Specializing in advanced motion sensing and electronics design, WUSA applies proven sensing algorithms, machine training for AI, as well as IoT technologies to healthcare. Simply place Rest Guard under your pillow while sleeping, it captures your heartbeat signals for AI analysis and feedback you if you are under cardiovascular disease risk. POC done with hospital equipment, and AI model is verified with open-source data.
We partner with hospitals and deploy Rest Guard in hospitals and nursing homes to reduce nursing resources needed for monitoring heart rate and respiration. Nursing home clients receive early warnings of cardiovascular risk and are transferred to hospitals for timely treatment before medical certification is finalized. Once certification is approved, doctors can release treatment accordingly. Nursing homes enhance service quality with proactive monitoring, while hospitals gain early access to potential patients. This creates a win‑win model: improved care for residents, efficiency for nursing staff, and new patient inflows for hospitals—all while building Rest Guard’s credibility and market traction.
Classify cardiovascular patients as well as advise and assist in collecting physiological data.
•No personnel operation required; the device is no contact with subjects.
•The sensor collects heartbeat and respiratory waveforms.
•Rest Guard records complete heartbeat waveforms and respiration waveforms.
•Regular wearables only calculate heart rate and respiration rate.
•Place Rest Guard in assigned area on bed; no need to contact with subjects.

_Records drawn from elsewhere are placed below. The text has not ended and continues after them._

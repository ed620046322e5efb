use std::collections::HashMap;
use std::time::Duration;

use async_trait::async_trait;
use reqwest::Client;
use serde_json::Value;
use thiserror::Error;
use uuid::Uuid;

use crate::core::error::MatchError;
use crate::core::ports::DocumentIndex;

/// Errors that can occur when interacting with the document store
#[derive(Debug, Error)]
pub enum DocStoreError {
    #[error("HTTP request failed: {0}")]
    RequestError(#[from] reqwest::Error),

    #[error("API returned error: {0}")]
    ApiError(String),

    #[error("Invalid response format: {0}")]
    InvalidResponse(String),
}

impl From<DocStoreError> for MatchError {
    fn from(err: DocStoreError) -> Self {
        MatchError::Store(err.to_string())
    }
}

/// HTTP client for the document store
///
/// Research documents live in a separate document database with no foreign
/// keys into the relational store; records are keyed by `projectId`. The
/// engine only ever counts them: per project-id set for a single total, or
/// grouped by project id for the analytics report.
pub struct DocumentStoreClient {
    base_url: String,
    api_key: String,
    database_id: String,
    collection: String,
    client: Client,
}

impl DocumentStoreClient {
    /// Create a new document store client
    pub fn new(base_url: String, api_key: String, database_id: String, collection: String) -> Self {
        let client = Client::builder()
            .timeout(Duration::from_secs(30))
            .build()
            .expect("Failed to create HTTP client");

        Self {
            base_url,
            api_key,
            database_id,
            collection,
            client,
        }
    }

    fn collection_url(&self, suffix: &str) -> String {
        format!(
            "{}/databases/{}/collections/{}/{}",
            self.base_url.trim_end_matches('/'),
            self.database_id,
            self.collection,
            suffix
        )
    }

    /// Total number of documents across a set of projects.
    pub async fn count_documents(&self, project_ids: &[Uuid]) -> Result<u64, DocStoreError> {
        if project_ids.is_empty() {
            return Ok(0);
        }

        let query_json = serde_json::to_string(&serde_json::json!({
            "projectId": { "$in": project_ids }
        }))
        .map_err(|e| DocStoreError::InvalidResponse(e.to_string()))?;
        let encoded_query = urlencoding::encode(&query_json);

        let url = format!("{}?query={}", self.collection_url("documents/count"), encoded_query);

        tracing::debug!("Counting documents for {} projects", project_ids.len());

        let response = self
            .client
            .get(&url)
            .header("X-Docstore-Key", &self.api_key)
            .send()
            .await?;

        if !response.status().is_success() {
            return Err(DocStoreError::ApiError(format!(
                "Failed to count documents: {}",
                response.status()
            )));
        }

        let json: Value = response.json().await?;

        json.get("count")
            .and_then(|c| c.as_u64())
            .ok_or_else(|| DocStoreError::InvalidResponse("Missing count field".into()))
    }

    /// Per-project document counts for a set of projects.
    ///
    /// Projects without documents are absent from the returned map.
    pub async fn count_documents_by_project(
        &self,
        project_ids: &[Uuid],
    ) -> Result<HashMap<Uuid, u64>, DocStoreError> {
        if project_ids.is_empty() {
            return Ok(HashMap::new());
        }

        let url = self.collection_url("documents/aggregate");

        let payload = serde_json::json!({
            "groupBy": "projectId",
            "filter": { "projectId": { "$in": project_ids } },
        });

        let response = self
            .client
            .post(&url)
            .header("X-Docstore-Key", &self.api_key)
            .json(&payload)
            .send()
            .await?;

        if !response.status().is_success() {
            return Err(DocStoreError::ApiError(format!(
                "Failed to aggregate documents: {}",
                response.status()
            )));
        }

        let json: Value = response.json().await?;

        let groups = json
            .get("groups")
            .and_then(|g| g.as_array())
            .ok_or_else(|| DocStoreError::InvalidResponse("Missing groups array".into()))?;

        let mut counts = HashMap::with_capacity(groups.len());
        for group in groups {
            let project_id = group
                .get("projectId")
                .and_then(|v| v.as_str())
                .and_then(|s| Uuid::parse_str(s).ok())
                .ok_or_else(|| {
                    DocStoreError::InvalidResponse("Group missing projectId".into())
                })?;
            let count = group
                .get("count")
                .and_then(|c| c.as_u64())
                .ok_or_else(|| DocStoreError::InvalidResponse("Group missing count".into()))?;

            counts.insert(project_id, count);
        }

        tracing::debug!(
            "Document store returned counts for {} of {} projects",
            counts.len(),
            project_ids.len()
        );

        Ok(counts)
    }
}

#[async_trait]
impl DocumentIndex for DocumentStoreClient {
    async fn count_by_project(
        &self,
        project_ids: &[Uuid],
    ) -> Result<HashMap<Uuid, u64>, MatchError> {
        self.count_documents_by_project(project_ids)
            .await
            .map_err(Into::into)
    }
}
//! Expander Match - vendor matching and analytics for market-expansion projects
//!
//! This library matches expansion projects against a vendor pool, keeps each
//! project's persisted match set reconciled on a schedule, expires stale
//! vendor SLAs and aggregates a per-country report across the relational
//! and document stores.

pub mod config;
pub mod core;
pub mod models;
pub mod routes;
pub mod services;

// Re-export commonly used types
pub use core::{
    match_score, rank_matches, sla_weight, CountryAnalyticsAggregator, MatchError,
    MatchReconciler, ProjectSweeper, SlaExpiryScanner,
};
pub use models::{
    CountryAnalytics, Project, ProjectStatus, ScoringWeights, SweepReport, VendorCandidate,
    VendorMatch,
};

•Provide Wi-Fi hotspot for automatic upload of signals to database.
Classified data is used for AI modeling. Realtime applying data will be machine-interpreted to estimate disease risk in percentage and enabling early warning before onset accordingly.
•Based on 2016 NIH-sponsored paper by Kim et al., establishing mechanical model of heartbeat. Rest Guard digitizes the force of cardiac contraction during each cycle.
•Any issues related to cardiac contraction and ejection can be observed in waveforms, such as arrhythmia, heart failure, etc. These data are used for machine learning training.
•Nursing station displays patient status such as in bed or out of bed; awake or asleep; heart rhythm and respiration data.
•Analyzes sleep quality and detects sleep apnea symptoms.
•It’s a home physiological monitoring with AI interpretation. Data can be transmitted to hospitals.
•Offering a long-term unobtrusive monitoring during sleep to identify individuals at risk of cardiovascular disease.
•When probability of disease indicators rises, users are reminded to seek medical care.
•Data will be provided to physicians for reference. It achieves an ecosystem or early warning before disease onset.